— Exercise description —
Scan the entries below for the word "email". Copy each line that has it.

Data shown START

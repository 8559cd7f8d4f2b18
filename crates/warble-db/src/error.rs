use thiserror::Error;

#[derive(Debug, Error)]
pub enum StoreError {
    /// A UNIQUE constraint rejected the write. Carries the user-facing name
    /// of the offending column ("username", "email", ...).
    #[error("{0} already taken")]
    Duplicate(&'static str),

    #[error("{0} not found")]
    NotFound(&'static str),

    #[error("database lock poisoned")]
    Poisoned,

    #[error(transparent)]
    Sqlite(#[from] rusqlite::Error),
}

/// Map a UNIQUE-constraint failure onto `Duplicate`, naming the column from
/// SQLite's "UNIQUE constraint failed: <table>.<column>" message. Uniqueness
/// is detected here, at commit time, rather than by a pre-check, so the
/// constraint itself arbitrates racing inserts.
pub(crate) fn map_unique(e: rusqlite::Error) -> StoreError {
    if let rusqlite::Error::SqliteFailure(ref err, Some(ref msg)) = e {
        if err.code == rusqlite::ErrorCode::ConstraintViolation {
            if msg.contains("users.username") {
                return StoreError::Duplicate("username");
            }
            if msg.contains("users.email") {
                return StoreError::Duplicate("email");
            }
            if msg.contains("likes.message_id") {
                return StoreError::Duplicate("like");
            }
        }
    }
    StoreError::Sqlite(e)
}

Data shown END

— Response below —
    /// of the offending column ("username", "email", ...).
            if msg.contains("users.email") {
                return StoreError::Duplicate("email");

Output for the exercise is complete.